# [DATA PROVIDED]

--- START ---

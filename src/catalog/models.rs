use serde::Deserialize;

// record
//  ├── listing_id        unique within one catalog document
//  ├── category          display label, also drives the fallback image
//  ├── title / price / location
//  ├── highlights []     card shows at most 3
//  ├── description
//  ├── images []         images[0] is the cover when present
//  └── is_success_story

#[derive(Debug, Clone, Deserialize)]
pub struct ListingRecord {
    #[serde(rename = "listing_id")]
    pub listing_id: String,

    pub title: String,

    #[serde(default)]
    pub category: String,
    #[serde(default)]
    pub price: String,
    #[serde(default)]
    pub location: String,
    #[serde(default)]
    pub highlights: Vec<String>,
    #[serde(default)]
    pub description: String,
    #[serde(default)]
    pub images: Vec<String>,

    #[serde(rename = "is_success_story", default)]
    pub is_success_story: bool,
}

/// Category derived once from the free-text label. The label strings in the
/// catalog documents are not uniform ("生意转让", "仓库出售", "office-retail"),
/// so membership is decided by known substrings and the fallback asset hangs
/// off the enum instead of being re-matched at every render site.
#[derive(Debug, Clone, Copy, PartialEq, Eq)]
pub enum Category {
    Business,
    Industrial,
    Office,
    Other,
}

impl Category {
    pub fn from_label(label: &str) -> Self {
        if label.contains("生意") || label.contains("business") {
            Category::Business
        } else if label.contains("工业")
            || label.contains("仓库")
            || label.contains("industrial")
            || label.contains("warehouse")
        {
            Category::Industrial
        } else if label.contains("办公") || label.contains("office") {
            Category::Office
        } else {
            Category::Other
        }
    }

    /// Placeholder shown when a listing has no images or its cover fails to
    /// decode in the browser.
    pub fn fallback_image(&self) -> &'static str {
        match self {
            Category::Business => "/images/business-cover.svg",
            Category::Industrial => "/images/industrial-cover.svg",
            Category::Office => "/images/office-cover.svg",
            Category::Other => "/images/home-banner.svg",
        }
    }
}

impl ListingRecord {
    pub fn category(&self) -> Category {
        Category::from_label(&self.category)
    }
}
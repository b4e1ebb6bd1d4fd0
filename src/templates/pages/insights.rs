use crate::templates::desktop_layout;
use chrono::NaiveDate;
use maud::{html, Markup};

struct InsightPost {
    title: &'static str,
    category: &'static str,
    date: NaiveDate,
    read_minutes: u32,
    excerpt: &'static str,
    image: &'static str,
}

// Editorial content, maintained in code like the rest of the static copy.
fn posts() -> Vec<InsightPost> {
    fn date(y: i32, m: u32, d: u32) -> NaiveDate {
        NaiveDate::from_ymd_opt(y, m, d).unwrap_or_default()
    }

    vec![
        InsightPost {
            title: "2026年洛杉矶商业地产市场展望：机遇与挑战并存",
            category: "市场趋势",
            date: date(2026, 1, 15),
            read_minutes: 5,
            excerpt: "随着美联储降息预期的升温，洛杉矶商业地产市场正在迎来新的转机。\
                本文深度分析了零售、办公及工业地产的三大趋势。",
            image: "/images/home-banner.svg",
        },
        InsightPost {
            title: "如何在加州购买生意？新手必读的尽职调查清单",
            category: "买家指南",
            date: date(2025, 12, 20),
            read_minutes: 8,
            excerpt: "买生意不仅仅是看财务报表。从租约审核到设备检查，\
                这 10 个关键点如果你忽略了，可能会带来巨大的隐患。",
            image: "/images/business-cover.svg",
        },
        InsightPost {
            title: "SBA 504 贷款详解：中小企业如何低首付买仓库",
            category: "融资贷款",
            date: date(2025, 11, 10),
            read_minutes: 6,
            excerpt: "不想再给房东交租金？SBA 504 贷款允许中小企业主以低至 10% \
                的首付购买自用商业房产。看看你是否符合条件。",
            image: "/images/industrial-cover.svg",
        },
        InsightPost {
            title: "餐厅选址避坑指南：除了人流，你还应该看什么？",
            category: "选址策略",
            date: date(2025, 10, 5),
            read_minutes: 4,
            excerpt: "排烟管道、隔油池、停车位配比...这些看似不起眼的工程细节，\
                往往决定了一家餐厅的生死存亡。",
            image: "/images/business-cover.svg",
        },
        InsightPost {
            title: "NNN Lease (三净租赁) 投资入门：躺着收租真的可行吗？",
            category: "投资理财",
            date: date(2025, 9, 18),
            read_minutes: 7,
            excerpt: "对于寻求稳定现金流的投资人来说，NNN Lease 是一个极佳的选择。\
                但如何筛选靠谱的租客？如何规避空置风险？",
            image: "/images/office-cover.svg",
        },
        InsightPost {
            title: "洛杉矶东区 vs 内陆帝国：工业地产投资回报率大比拼",
            category: "区域分析",
            date: date(2025, 8, 22),
            read_minutes: 5,
            excerpt: "同样的预算，在 City of Industry 和 Ontario 能买到什么样的仓库？\
                我们用真实成交数据对比两大区域的回报率。",
            image: "/images/industrial-cover.svg",
        },
    ]
}

pub fn insights_page() -> Markup {
    desktop_layout(
        "市场洞察",
        "/market-insights",
        html! {
            div class="page-header" {
                h1 { "市场洞察" }
                p { "商业地产市场趋势、买卖指南与投资分析。" }
            }
            div class="container" {
                div class="post-grid" {
                    @for post in posts() {
                        article class="post-card" {
                            img src=(post.image) alt=(post.title) loading="lazy";
                            div class="post-body" {
                                span class="badge" { (post.category) }
                                h3 { (post.title) }
                                p { (post.excerpt) }
                                p class="post-meta" {
                                    (post.date.format("%Y-%m-%d"))
                                    " · "
                                    (post.read_minutes) " 分钟阅读"
                                }
                            }
                        }
                    }
                }
            }
        },
    )
}
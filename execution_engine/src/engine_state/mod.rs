//! The install/update/audit state machine driven by deployment transactions.

mod error;
mod execution_context;
pub mod genesis;

pub use error::Error;
pub use execution_context::{ExecutionContext, Message, ServiceFlags, TransactionContext};

use tracing::{debug, warn};

use keystone_storage::{deploy::Error as StorageError, DeployStorage, KeyValueStore};
use keystone_types::{
    deploy::{DeployData, DeployTxParams, DeployType},
    Address, TransactionHash, ZERO_CONTRACT_ADDRESS,
};

use crate::runtime::{CodeStore, ContractRuntime, PackageValidator};

/// Content type of a zipped contract package.
pub const CONTENT_TYPE_ZIP: &str = "application/zip";
/// Content type of unpackaged contract content, accepted in dev mode only.
pub const CONTENT_TYPE_RAW: &str = "application/raw";

/// First ruleset revision at which a recognized system contract deployed by
/// its owner bypasses the audit gate.
pub const SYSTEM_SCORE_EXEMPTION_REVISION: u32 = 2;

/// Where a deployment transaction ended.
#[derive(Clone, Copy, Debug, Eq, PartialEq)]
pub enum DeployOutcome {
    /// The deployment was recorded and awaits a later audit-accept
    /// transaction to activate it.
    Recorded,
    /// Code was materialized, the init hook ran and the record is active.
    Activated,
}

/// Orchestrates contract deployments: validation, recording, audit gating,
/// code materialization and activation.
///
/// Runtime collaborators are injected at construction; the engine holds no
/// process-wide state.
pub struct DeployEngine<S> {
    storage: DeployStorage<S>,
    code_store: Box<dyn CodeStore>,
    contract_runtime: Box<dyn ContractRuntime>,
    validator: Box<dyn PackageValidator>,
}

impl<S: KeyValueStore> DeployEngine<S> {
    /// Creates an engine over `storage` and the given collaborators.
    pub fn new(
        storage: DeployStorage<S>,
        code_store: Box<dyn CodeStore>,
        contract_runtime: Box<dyn ContractRuntime>,
        validator: Box<dyn PackageValidator>,
    ) -> DeployEngine<S> {
        DeployEngine {
            storage,
            code_store,
            contract_runtime,
            validator,
        }
    }

    /// The deploy storage this engine writes through.
    pub fn storage(&self) -> &DeployStorage<S> {
        &self.storage
    }

    /// Handles a deployment request carried by a transaction.
    ///
    /// `to` selects the deployment type: the zero contract address installs,
    /// anything else updates `score_address`. The request is validated against
    /// the deny/allow lists and recorded; unless the audit gate requires a
    /// separate accept transaction, it is then immediately deployed.
    pub fn invoke(
        &self,
        ctx: &mut ExecutionContext,
        to: Address,
        score_address: Address,
        data: DeployData,
    ) -> Result<DeployOutcome, Error> {
        let tx = ctx.tx.ok_or(Error::NoTransactionContext)?;

        if !score_address.is_contract() || score_address == ZERO_CONTRACT_ADDRESS {
            return Err(Error::InvalidTarget(score_address));
        }
        let deploy_type = if to == ZERO_CONTRACT_ADDRESS {
            DeployType::Install
        } else {
            DeployType::Update
        };

        if ctx.score_blacklist.contains(&score_address) {
            return Err(Error::Blacklisted(score_address));
        }
        if ctx.is_flag_on(ServiceFlags::DEPLOYER_WHITE_LIST)
            && !ctx.deployer_whitelist.contains(&tx.origin)
        {
            return Err(Error::UnauthorizedDeployer(tx.origin));
        }
        validate_content_type(ctx, &data)?;

        self.storage
            .put_tx_params_and_record(score_address, deploy_type, tx.origin, tx.hash, data)?;

        if self.is_audit_needed(ctx, score_address)? {
            debug!(%score_address, "deployment recorded, awaiting audit");
            Ok(DeployOutcome::Recorded)
        } else {
            self.deploy(ctx, tx.hash)?;
            Ok(DeployOutcome::Activated)
        }
    }

    /// Audit is skipped when audit enforcement is off, or when the target is
    /// a recognized system contract deployed by its recorded owner under a
    /// ruleset that exempts system contracts.
    fn is_audit_needed(
        &self,
        ctx: &ExecutionContext,
        score_address: Address,
    ) -> Result<bool, Error> {
        let tx = ctx.tx.ok_or(Error::NoTransactionContext)?;
        let is_system_score = ctx.revision >= SYSTEM_SCORE_EXEMPTION_REVISION
            && genesis::is_builtin_score(score_address);
        let is_owner = self.storage.get_owner(score_address)? == Some(tx.origin);
        Ok(ctx.is_flag_on(ServiceFlags::AUDIT) && !(is_system_score && is_owner))
    }

    /// Activates the pending deployment recorded under `tx_hash`: decodes the
    /// package content, materializes it, runs the install or update hook and
    /// commits the record transition.
    ///
    /// On any failure the pending deployment is left intact so it can be
    /// retried; the record is never half-activated.
    pub fn deploy(&self, ctx: &mut ExecutionContext, tx_hash: TransactionHash) -> Result<(), Error> {
        let tx_params = self
            .storage
            .get_tx_params(tx_hash)?
            .ok_or(Error::Storage(StorageError::ParamsNotFound(tx_hash)))?;
        let score_address = tx_params.score_address();
        self.deploy_score(ctx, &tx_params)?;
        self.storage.activate(score_address, Some(tx_hash))?;
        Ok(())
    }

    fn deploy_score(
        &self,
        ctx: &mut ExecutionContext,
        tx_params: &DeployTxParams,
    ) -> Result<(), Error> {
        let data = tx_params.deploy_data();
        let score_address = tx_params.score_address();
        let content = content_bytes(ctx, data)?;

        // The hash under which the code lands: the pending hash, or the
        // sentinel outside normal transaction flow.
        let code_hash = self
            .storage
            .get_record(score_address)?
            .and_then(|record| record.next_tx_hash())
            .unwrap_or_else(TransactionHash::zero);

        self.code_store.materialize(score_address, code_hash, &content)?;

        let owner = self
            .storage
            .get_owner(score_address)?
            .ok_or(Error::Storage(StorageError::RecordNotFound(score_address)))?;

        let backup_msg = ctx.msg;
        let backup_tx = ctx.tx;
        let result: Result<(), Error> = (|| {
            if ctx.is_flag_on(ServiceFlags::PACKAGE_VALIDATOR) {
                self.validator.validate(score_address, code_hash)?;
            }
            let mut contract = self.contract_runtime.instantiate(score_address, code_hash)?;
            // The hook observes the contract's owner as sender, outside any
            // transaction.
            ctx.msg = Some(Message { sender: owner });
            ctx.tx = None;
            match tx_params.deploy_type() {
                DeployType::Install => contract.on_install(&data.params),
                DeployType::Update => contract.on_update(&data.params),
            }
            .map_err(Error::from)
        })();
        // Restored on success and failure alike.
        ctx.msg = backup_msg;
        ctx.tx = backup_tx;

        result.map_err(|err| {
            warn!(%score_address, %err, "contract initialization failed, deployment left pending");
            err
        })
    }
}
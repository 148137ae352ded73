//! Storage for the Keystone contract-execution engine: the flat key-value
//! interface, the container primitives contracts use for persistent state,
//! and deploy-record storage.

#![doc(html_root_url = "https://docs.rs/keystone-storage/0.1.0")]
#![warn(missing_docs)]

/// Container primitives over a namespaced key-value sub-space.
pub mod container;
/// Deploy record and deploy tx params storage.
pub mod deploy;
/// The flat key-value interface and namespaced views of it.
pub mod global_state;

pub use container::{ArrayContainer, LinkedListContainer, MapContainer, VarSlot};
pub use deploy::DeployStorage;
pub use global_state::{scratch::ScratchState, KeyValueStore, NamespaceDb};
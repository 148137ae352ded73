use thiserror::Error as ThisError;

use keystone_types::Address;

/// The deploy engine's error type.
///
/// Every variant rejects the transaction it occurred in and surfaces to the
/// transaction-processing caller; earlier transactions in the block are
/// unaffected and nothing is retried inside the engine.
#[derive(Clone, Debug, ThisError, PartialEq, Eq)]
#[non_exhaustive]
pub enum Error {
    /// The deployment target is not a well-formed, non-zero contract address.
    #[error("invalid deployment target: {0}")]
    InvalidTarget(Address),

    /// The target address is on the deny-list.
    #[error("blacklisted contract address: {0}")]
    Blacklisted(Address),

    /// The originator is not on the deployer allow-list.
    #[error("deployer not allow-listed: {0}")]
    UnauthorizedDeployer(Address),

    /// The payload's content type is not a recognized format.
    #[error("invalid content type: {0}")]
    InvalidContentType(String),

    /// The payload's content bytes are malformed for their declared type.
    #[error("invalid content: {0}")]
    InvalidContent(String),

    /// The operation requires an ambient transaction, but none is set.
    #[error("no transaction context")]
    NoTransactionContext,

    /// Deploy-record storage failure.
    #[error(transparent)]
    Storage(#[from] keystone_storage::deploy::Error),

    /// Runtime collaborator failure.
    #[error(transparent)]
    Runtime(#[from] crate::runtime::Error),
}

--- END ---

# [TRY IT]
Could you set down, exactly as written, the lines above between the one holding "if ctx.is_flag_on(ServiceFlags::DEPLOYER_WHITE_LIST)" and the one holding "if self.is_audit_needed(ctx, score_address)?", inclusive, and nothing more?

# [ANSWER FOR THE TASK]
        if ctx.is_flag_on(ServiceFlags::DEPLOYER_WHITE_LIST)
            && !ctx.deployer_whitelist.contains(&tx.origin)
        {
            return Err(Error::UnauthorizedDeployer(tx.origin));
        }
        validate_content_type(ctx, &data)?;

        self.storage
            .put_tx_params_and_record(score_address, deploy_type, tx.origin, tx.hash, data)?;

        if self.is_audit_needed(ctx, score_address)? {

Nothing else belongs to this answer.